Alpha1-antitrypsin (AAT) is a serum acute-phase protein encoded by the SERPINA1 gene. It is mainly produced by hepatocytes, and it is involved in anti-inflammatory processes. Altered expression of AAT in human cells can hamper proliferation and apoptosis, leading to transformation. In this study, the transforming activity of AAT was investigated in human pleural mesothelial cells (MeT-5A). AAT expression was first investigated in Met-5A and pleural mesothelioma (PM) cell lines of different histotypes, such as epithelioid, biphasic and sarcomatoid, by droplet digital PCR, showing mRNA to be lowest in MeT-5A and highest in the PM cell lines biphasic (MSTO-211H) and sarcomatoid (H2052). To assess AAT role “SERPINA1 gain and loss of function” experiments were performed to assay cell viability, proliferation and migration in normal and PM cell lines.

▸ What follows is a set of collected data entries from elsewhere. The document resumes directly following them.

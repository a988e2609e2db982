// simulation_main.rs
use signal_grid::detection::{count_vehicles, DetectionSource, RandomDetectionSource};
use signal_grid::flow_analyzer::{analyze_congestion, log_congestion_alerts};
use signal_grid::monitoring::metrics_log::MetricsLog;
use signal_grid::shared_data::{current_timestamp, MetricsRecord};
use signal_grid::simulation_engine::simulation::TrafficSimulation;
use signal_grid::{SimulationConfig, StrategyKind};
use std::env;
use std::error::Error;
use std::future::Future;
use tokio::time::{interval, Duration};

const TICK_INTERVAL_MS: u64 = 250;

/// Usage: simulation_main [rows] [cols] [strategy] [config.json]
/// Set METRICS_CSV to append every snapshot to a CSV file.
#[tokio::main]
async fn main() -> Result<(), Box<dyn Error>> {
    env_logger::init();

    let args: Vec<String> = env::args().skip(1).collect();
    let rows: usize = args.first().map(|s| s.parse()).transpose()?.unwrap_or(3);
    let cols: usize = args.get(1).map(|s| s.parse()).transpose()?.unwrap_or(4);
    let strategy: StrategyKind = args
        .get(2)
        .map(|s| s.parse())
        .transpose()?
        .unwrap_or(StrategyKind::GreenWave);
    let config = match args.get(3) {
        Some(path) => SimulationConfig::from_json_file(path)?,
        None => SimulationConfig::default(),
    };

    let metrics_log = env::var("METRICS_CSV").ok().map(MetricsLog::new);
    let mut simulation =
        TrafficSimulation::with_grid(config, rows, cols, strategy, current_timestamp())?;
    let mut camera = RandomDetectionSource::new(current_timestamp(), 1280.0, 720.0, 10);

    log::info!(
        "Running {}x{} grid with {} (ctrl-c to stop)",
        rows,
        cols,
        strategy
    );

    run_until(
        &mut simulation,
        &mut camera,
        metrics_log.as_ref(),
        Duration::from_millis(TICK_INTERVAL_MS),
        tokio::signal::ctrl_c(),
    )
    .await
}

/// Steps the simulation once per `period` until `shutdown` resolves.
async fn run_until<F: Future>(
    simulation: &mut TrafficSimulation,
    camera: &mut impl DetectionSource,
    metrics_log: Option<&MetricsLog>,
    period: Duration,
    shutdown: F,
) -> Result<(), Box<dyn Error>> {
    let mut ticker = interval(period);
    tokio::pin!(shutdown);
    loop {
        tokio::select! {
            _ = ticker.tick() => {
                let metrics = simulation.step()?;
                let engine = simulation.engine();
                log::info!(
                    "tick {:>5} | {:>4} vehicles | wait {:>5.1}s | {:>7.0} veh/h | eff {:>5.1}% | co2 -{:>4.1}% | hotspots {}",
                    simulation.tick(),
                    metrics.total_vehicles,
                    metrics.average_wait_time,
                    metrics.network_throughput,
                    metrics.coordination_efficiency,
                    metrics.co2_reduction,
                    metrics.congestion_hotspots.len()
                );
                log_congestion_alerts(&analyze_congestion(engine.grid(), &metrics));
                log::debug!("camera feed: {} vehicles in frame", count_vehicles(&camera.poll()));

                if let Some(sink) = metrics_log {
                    let record = MetricsRecord::from_metrics(
                        current_timestamp(),
                        simulation.tick(),
                        engine.strategy().kind.tag(),
                        &metrics,
                    );
                    if let Err(e) = sink.append(&record) {
                        log::error!("Failed to write {}: {}", sink.path().display(), e);
                    }
                }
            }
            _ = &mut shutdown => {
                log::info!("Stopping after {} ticks", simulation.tick());
                break;
            }
        }
    }
    Ok(())
}

#[cfg(test)]
mod tests {
    use super::*;

    #[tokio::test]
    async fn test_loop_stops_once_shutdown_resolves() {
        let mut simulation =
            TrafficSimulation::with_grid(SimulationConfig::default(), 2, 2, StrategyKind::GreenWave, 7)
                .unwrap();
        let mut camera = RandomDetectionSource::new(7, 1280.0, 720.0, 4);
        // The shutdown deadline is longer than a tick, so it only fires if the
        // same future is polled across iterations.
        let finished = tokio::time::timeout(
            Duration::from_secs(5),
            run_until(
                &mut simulation,
                &mut camera,
                None,
                Duration::from_millis(5),
                tokio::time::sleep(Duration::from_millis(60)),
            ),
        )
        .await;
        assert!(matches!(finished, Ok(Ok(()))));
        assert!(simulation.tick() > 1);
    }
}
// src/shared_data.rs

use serde::{Deserialize, Serialize};
use std::time::{SystemTime, UNIX_EPOCH};

use crate::flow_analyzer::metrics::NetworkMetrics;

/// Seconds since the Unix epoch (0 if the clock is before it).
pub fn current_timestamp() -> u64 {
    SystemTime::now()
        .duration_since(UNIX_EPOCH)
        .map(|d| d.as_secs())
        .unwrap_or(0)
}

/// One flat row per metrics snapshot, as written to the metrics log.
#[derive(Debug, Clone, PartialEq, Serialize, Deserialize)]
pub struct MetricsRecord {
    pub timestamp: u64,
    pub tick: u64,
    pub strategy: String,
    pub coordination_efficiency: f64,
    pub total_vehicles: u64,
    pub average_wait_time: f64,
    pub network_throughput: f64,
    pub co2_reduction: f64,
    /// Hotspot ids joined with ';'.
    pub congestion_hotspots: String,
}

impl MetricsRecord {
    pub fn from_metrics(timestamp: u64, tick: u64, strategy: &str, metrics: &NetworkMetrics) -> Self {
        Self {
            timestamp,
            tick,
            strategy: strategy.to_string(),
            coordination_efficiency: metrics.coordination_efficiency,
            total_vehicles: metrics.total_vehicles,
            average_wait_time: metrics.average_wait_time,
            network_throughput: metrics.network_throughput,
            co2_reduction: metrics.co2_reduction,
            congestion_hotspots: metrics
                .congestion_hotspots
                .iter()
                .map(|id| id.to_string())
                .collect::<Vec<_>>()
                .join(";"),
        }
    }
}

Met- 5A cells overexpressing SERPINA1 resulted in increased cell viability and proliferation compared to non-transfected cells. Conversely, SERPINA1-silenced PM cell lines MSTO-211H and H2052 showed a decrease in both cell viability and cell proliferation compared to non-transfected cells. Cell treatment with staurosporine, a proapoptotic agent, showed caspase 3/7 signaling activation in SERPINA1-silenced PM cell lines MSTO-211H and H2052 compared to non-transfected and to Met- 5A cells overexpressing SERPINA1. Our preliminary data indicate that AAT may play a role in human mesothelial cell transformation, especially in the biphasic and sarcomatoid histotypes, thus representing a potentially novel transforming pathway to be investigated in PM.